┌──

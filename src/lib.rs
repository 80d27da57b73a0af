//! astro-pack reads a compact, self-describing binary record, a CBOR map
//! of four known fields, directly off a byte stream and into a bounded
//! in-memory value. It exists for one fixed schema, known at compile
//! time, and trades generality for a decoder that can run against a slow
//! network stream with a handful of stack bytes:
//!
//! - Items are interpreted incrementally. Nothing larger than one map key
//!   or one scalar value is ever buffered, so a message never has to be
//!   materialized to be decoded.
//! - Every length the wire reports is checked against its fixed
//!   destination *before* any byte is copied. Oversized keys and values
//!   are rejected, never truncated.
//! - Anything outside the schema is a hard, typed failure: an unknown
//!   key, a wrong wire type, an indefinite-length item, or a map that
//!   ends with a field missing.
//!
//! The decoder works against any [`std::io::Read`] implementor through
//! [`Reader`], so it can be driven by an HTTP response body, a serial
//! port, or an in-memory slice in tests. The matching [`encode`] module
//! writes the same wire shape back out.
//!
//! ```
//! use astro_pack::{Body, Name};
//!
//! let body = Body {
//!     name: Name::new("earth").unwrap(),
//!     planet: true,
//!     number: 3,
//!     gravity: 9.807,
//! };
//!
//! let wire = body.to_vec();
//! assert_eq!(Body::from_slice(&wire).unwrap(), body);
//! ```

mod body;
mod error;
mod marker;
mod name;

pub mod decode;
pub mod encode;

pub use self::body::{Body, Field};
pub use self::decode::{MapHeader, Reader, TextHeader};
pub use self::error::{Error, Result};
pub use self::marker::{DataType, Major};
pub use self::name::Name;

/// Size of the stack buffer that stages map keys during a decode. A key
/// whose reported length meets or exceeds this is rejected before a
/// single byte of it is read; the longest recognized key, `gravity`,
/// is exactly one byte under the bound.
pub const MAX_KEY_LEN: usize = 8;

└──
┌──

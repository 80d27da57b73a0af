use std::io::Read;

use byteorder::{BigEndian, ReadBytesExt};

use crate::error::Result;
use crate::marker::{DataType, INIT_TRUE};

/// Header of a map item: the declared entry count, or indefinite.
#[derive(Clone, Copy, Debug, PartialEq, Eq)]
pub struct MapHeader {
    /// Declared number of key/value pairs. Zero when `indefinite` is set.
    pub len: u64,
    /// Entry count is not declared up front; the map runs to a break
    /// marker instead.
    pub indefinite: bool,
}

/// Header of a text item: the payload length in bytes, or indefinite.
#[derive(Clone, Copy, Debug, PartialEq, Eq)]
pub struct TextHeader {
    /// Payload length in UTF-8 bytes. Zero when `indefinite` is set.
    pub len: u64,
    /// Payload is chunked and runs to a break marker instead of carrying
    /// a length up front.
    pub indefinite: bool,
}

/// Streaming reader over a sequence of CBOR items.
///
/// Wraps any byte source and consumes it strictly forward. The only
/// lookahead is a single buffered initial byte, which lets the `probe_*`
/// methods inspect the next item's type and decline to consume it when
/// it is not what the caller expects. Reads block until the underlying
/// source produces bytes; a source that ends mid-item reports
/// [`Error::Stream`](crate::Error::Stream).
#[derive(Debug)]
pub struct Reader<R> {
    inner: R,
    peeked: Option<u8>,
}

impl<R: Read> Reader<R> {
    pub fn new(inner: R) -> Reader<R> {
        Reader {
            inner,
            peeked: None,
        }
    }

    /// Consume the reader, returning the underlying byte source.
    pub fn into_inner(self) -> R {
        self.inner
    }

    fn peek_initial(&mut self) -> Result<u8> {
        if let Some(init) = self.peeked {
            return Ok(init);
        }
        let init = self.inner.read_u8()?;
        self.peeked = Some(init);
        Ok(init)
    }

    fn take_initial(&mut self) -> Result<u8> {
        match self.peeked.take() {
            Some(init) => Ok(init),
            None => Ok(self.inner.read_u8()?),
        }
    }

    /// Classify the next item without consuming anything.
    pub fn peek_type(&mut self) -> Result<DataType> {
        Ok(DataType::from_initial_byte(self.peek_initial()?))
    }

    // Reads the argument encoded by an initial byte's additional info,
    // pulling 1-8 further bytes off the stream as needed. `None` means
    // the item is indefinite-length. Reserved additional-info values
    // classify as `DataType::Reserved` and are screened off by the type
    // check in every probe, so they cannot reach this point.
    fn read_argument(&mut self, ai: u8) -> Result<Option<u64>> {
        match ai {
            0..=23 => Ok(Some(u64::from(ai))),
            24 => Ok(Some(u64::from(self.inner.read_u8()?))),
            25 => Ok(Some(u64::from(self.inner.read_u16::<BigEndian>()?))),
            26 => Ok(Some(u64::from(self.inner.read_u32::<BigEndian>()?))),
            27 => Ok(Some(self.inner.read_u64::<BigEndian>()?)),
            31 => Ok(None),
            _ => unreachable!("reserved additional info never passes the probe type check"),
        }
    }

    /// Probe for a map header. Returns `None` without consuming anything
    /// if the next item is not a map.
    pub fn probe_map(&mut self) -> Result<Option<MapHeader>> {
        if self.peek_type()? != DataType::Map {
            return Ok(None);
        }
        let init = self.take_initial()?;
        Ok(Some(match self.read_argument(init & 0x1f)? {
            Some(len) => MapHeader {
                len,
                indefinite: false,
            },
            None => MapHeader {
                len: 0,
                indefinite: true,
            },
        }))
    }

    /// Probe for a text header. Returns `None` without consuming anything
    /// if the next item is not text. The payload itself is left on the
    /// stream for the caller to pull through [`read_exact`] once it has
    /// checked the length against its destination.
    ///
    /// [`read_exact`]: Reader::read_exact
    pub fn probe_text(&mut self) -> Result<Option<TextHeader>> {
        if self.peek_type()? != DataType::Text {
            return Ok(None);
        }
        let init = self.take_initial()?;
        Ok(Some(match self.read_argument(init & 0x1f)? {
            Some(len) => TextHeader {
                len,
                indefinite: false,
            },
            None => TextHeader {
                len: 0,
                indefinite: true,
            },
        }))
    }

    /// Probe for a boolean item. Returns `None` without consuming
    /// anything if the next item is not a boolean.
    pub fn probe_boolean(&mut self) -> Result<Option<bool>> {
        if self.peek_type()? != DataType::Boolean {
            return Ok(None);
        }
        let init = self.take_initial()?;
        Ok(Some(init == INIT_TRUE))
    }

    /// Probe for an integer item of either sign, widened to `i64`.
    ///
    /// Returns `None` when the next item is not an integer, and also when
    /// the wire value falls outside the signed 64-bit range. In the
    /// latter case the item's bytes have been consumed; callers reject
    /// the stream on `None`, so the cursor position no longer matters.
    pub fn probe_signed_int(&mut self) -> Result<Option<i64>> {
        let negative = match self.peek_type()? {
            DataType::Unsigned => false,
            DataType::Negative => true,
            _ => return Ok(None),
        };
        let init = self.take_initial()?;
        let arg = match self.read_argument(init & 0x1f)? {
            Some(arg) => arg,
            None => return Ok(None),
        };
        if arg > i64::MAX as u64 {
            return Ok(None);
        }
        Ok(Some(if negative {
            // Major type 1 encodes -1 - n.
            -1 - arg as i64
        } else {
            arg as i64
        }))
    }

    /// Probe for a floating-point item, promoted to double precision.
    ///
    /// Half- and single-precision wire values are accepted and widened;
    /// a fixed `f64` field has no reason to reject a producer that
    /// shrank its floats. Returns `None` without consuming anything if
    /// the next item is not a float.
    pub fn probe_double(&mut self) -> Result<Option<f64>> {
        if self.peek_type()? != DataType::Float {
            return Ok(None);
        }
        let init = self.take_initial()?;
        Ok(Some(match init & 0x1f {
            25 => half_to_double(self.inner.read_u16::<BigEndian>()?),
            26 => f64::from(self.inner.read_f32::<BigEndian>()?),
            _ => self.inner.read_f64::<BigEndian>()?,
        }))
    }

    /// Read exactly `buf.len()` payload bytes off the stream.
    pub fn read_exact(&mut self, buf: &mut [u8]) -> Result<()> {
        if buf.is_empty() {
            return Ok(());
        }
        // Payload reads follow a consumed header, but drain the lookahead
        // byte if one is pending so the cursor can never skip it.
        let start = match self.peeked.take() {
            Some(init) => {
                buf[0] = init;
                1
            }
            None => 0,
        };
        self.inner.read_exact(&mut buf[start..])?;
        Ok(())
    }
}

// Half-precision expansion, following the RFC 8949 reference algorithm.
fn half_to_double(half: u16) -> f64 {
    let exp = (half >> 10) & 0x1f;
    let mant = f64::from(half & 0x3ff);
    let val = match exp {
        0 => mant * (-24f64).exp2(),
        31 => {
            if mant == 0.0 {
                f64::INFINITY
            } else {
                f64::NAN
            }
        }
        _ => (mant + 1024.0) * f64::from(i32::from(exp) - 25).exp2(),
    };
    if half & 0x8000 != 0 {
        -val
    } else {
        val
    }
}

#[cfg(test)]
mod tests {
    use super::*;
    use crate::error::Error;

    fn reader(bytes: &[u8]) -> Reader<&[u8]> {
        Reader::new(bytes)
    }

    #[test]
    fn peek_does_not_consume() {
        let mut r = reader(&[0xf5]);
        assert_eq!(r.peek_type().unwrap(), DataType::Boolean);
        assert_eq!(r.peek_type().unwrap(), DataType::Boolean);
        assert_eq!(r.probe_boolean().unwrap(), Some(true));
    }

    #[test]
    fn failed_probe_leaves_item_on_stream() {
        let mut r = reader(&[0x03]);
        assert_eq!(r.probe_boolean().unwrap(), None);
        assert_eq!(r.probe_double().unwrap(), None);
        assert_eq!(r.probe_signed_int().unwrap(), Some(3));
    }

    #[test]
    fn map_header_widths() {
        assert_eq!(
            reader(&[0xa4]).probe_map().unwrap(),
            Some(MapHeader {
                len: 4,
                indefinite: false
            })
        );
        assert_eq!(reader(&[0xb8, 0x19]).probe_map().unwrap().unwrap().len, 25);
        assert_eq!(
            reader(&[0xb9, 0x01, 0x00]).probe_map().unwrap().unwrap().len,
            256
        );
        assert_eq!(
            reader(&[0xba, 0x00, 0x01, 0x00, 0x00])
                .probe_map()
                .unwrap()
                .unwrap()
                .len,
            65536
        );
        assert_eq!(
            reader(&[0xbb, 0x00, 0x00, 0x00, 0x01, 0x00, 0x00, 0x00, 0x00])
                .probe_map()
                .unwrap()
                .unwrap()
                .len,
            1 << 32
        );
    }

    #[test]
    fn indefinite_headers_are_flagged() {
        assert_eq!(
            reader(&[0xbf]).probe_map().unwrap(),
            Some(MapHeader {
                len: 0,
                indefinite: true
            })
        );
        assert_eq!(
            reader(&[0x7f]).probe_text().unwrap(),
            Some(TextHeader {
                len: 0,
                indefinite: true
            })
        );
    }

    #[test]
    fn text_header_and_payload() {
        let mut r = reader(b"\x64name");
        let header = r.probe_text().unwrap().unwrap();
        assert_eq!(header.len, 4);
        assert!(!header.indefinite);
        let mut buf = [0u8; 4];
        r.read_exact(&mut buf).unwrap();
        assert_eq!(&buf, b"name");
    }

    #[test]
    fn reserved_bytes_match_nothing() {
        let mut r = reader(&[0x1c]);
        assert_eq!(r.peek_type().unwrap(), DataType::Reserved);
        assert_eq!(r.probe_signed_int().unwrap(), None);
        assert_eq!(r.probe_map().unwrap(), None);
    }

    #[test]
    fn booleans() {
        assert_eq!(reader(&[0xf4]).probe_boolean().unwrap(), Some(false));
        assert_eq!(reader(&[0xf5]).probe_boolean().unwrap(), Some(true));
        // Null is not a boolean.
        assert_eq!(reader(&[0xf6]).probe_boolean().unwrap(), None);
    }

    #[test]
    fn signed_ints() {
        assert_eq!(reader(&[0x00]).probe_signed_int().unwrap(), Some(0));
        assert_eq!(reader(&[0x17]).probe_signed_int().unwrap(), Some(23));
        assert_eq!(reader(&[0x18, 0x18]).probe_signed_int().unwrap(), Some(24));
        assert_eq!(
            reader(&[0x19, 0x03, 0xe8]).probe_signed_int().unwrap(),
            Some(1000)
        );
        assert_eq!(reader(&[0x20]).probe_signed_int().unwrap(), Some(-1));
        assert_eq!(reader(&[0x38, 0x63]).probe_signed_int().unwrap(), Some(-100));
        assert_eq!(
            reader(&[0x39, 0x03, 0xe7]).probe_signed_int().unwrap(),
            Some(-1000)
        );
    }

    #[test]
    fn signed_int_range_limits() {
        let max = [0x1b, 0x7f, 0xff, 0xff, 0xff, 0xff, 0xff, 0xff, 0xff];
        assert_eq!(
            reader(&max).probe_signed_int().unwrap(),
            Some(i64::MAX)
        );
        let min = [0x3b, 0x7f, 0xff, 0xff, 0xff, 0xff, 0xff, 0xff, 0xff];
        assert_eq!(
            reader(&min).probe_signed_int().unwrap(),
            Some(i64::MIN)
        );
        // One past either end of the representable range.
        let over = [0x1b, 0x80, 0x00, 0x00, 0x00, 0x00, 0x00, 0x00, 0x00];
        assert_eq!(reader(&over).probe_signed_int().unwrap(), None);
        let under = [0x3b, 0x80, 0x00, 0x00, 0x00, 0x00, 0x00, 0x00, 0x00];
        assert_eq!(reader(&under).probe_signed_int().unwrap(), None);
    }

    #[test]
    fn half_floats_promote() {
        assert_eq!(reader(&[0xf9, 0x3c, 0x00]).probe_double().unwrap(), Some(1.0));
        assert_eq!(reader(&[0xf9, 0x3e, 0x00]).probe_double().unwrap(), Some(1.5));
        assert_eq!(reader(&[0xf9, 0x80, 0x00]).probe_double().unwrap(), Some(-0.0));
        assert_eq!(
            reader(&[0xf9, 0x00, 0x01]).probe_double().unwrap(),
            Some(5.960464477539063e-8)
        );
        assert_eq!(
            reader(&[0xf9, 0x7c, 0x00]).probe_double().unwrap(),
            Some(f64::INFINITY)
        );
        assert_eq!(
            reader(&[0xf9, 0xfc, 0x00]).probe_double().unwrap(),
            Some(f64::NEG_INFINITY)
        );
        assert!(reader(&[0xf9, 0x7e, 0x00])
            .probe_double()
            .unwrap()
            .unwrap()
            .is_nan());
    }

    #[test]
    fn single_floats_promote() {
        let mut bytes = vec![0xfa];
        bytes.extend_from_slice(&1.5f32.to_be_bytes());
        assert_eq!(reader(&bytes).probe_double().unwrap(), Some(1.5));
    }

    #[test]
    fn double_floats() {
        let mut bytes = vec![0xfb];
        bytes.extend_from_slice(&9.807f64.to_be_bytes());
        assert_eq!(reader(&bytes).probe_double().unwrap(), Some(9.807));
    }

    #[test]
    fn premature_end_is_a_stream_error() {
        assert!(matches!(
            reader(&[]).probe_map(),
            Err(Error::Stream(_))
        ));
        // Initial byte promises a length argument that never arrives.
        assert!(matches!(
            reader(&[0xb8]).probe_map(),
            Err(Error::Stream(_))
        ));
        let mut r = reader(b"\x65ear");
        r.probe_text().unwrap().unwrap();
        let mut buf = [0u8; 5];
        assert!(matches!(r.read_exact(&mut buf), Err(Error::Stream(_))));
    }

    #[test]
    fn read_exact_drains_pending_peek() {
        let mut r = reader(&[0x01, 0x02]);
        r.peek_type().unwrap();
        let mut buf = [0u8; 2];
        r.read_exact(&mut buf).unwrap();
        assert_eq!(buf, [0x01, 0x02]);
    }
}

└──

__Task instructions__.
The lines that mention the word "Result" should be pulled from the records above.

__Answer space__.
pub use self::error::{Error, Result};
use crate::error::Result;
    fn peek_initial(&mut self) -> Result<u8> {
    fn take_initial(&mut self) -> Result<u8> {
    pub fn peek_type(&mut self) -> Result<DataType> {
    fn read_argument(&mut self, ai: u8) -> Result<Option<u64>> {
    pub fn probe_map(&mut self) -> Result<Option<MapHeader>> {
    pub fn probe_text(&mut self) -> Result<Option<TextHeader>> {
    pub fn probe_boolean(&mut self) -> Result<Option<bool>> {
    pub fn probe_signed_int(&mut self) -> Result<Option<i64>> {
    pub fn probe_double(&mut self) -> Result<Option<f64>> {
    pub fn read_exact(&mut self, buf: &mut [u8]) -> Result<()> {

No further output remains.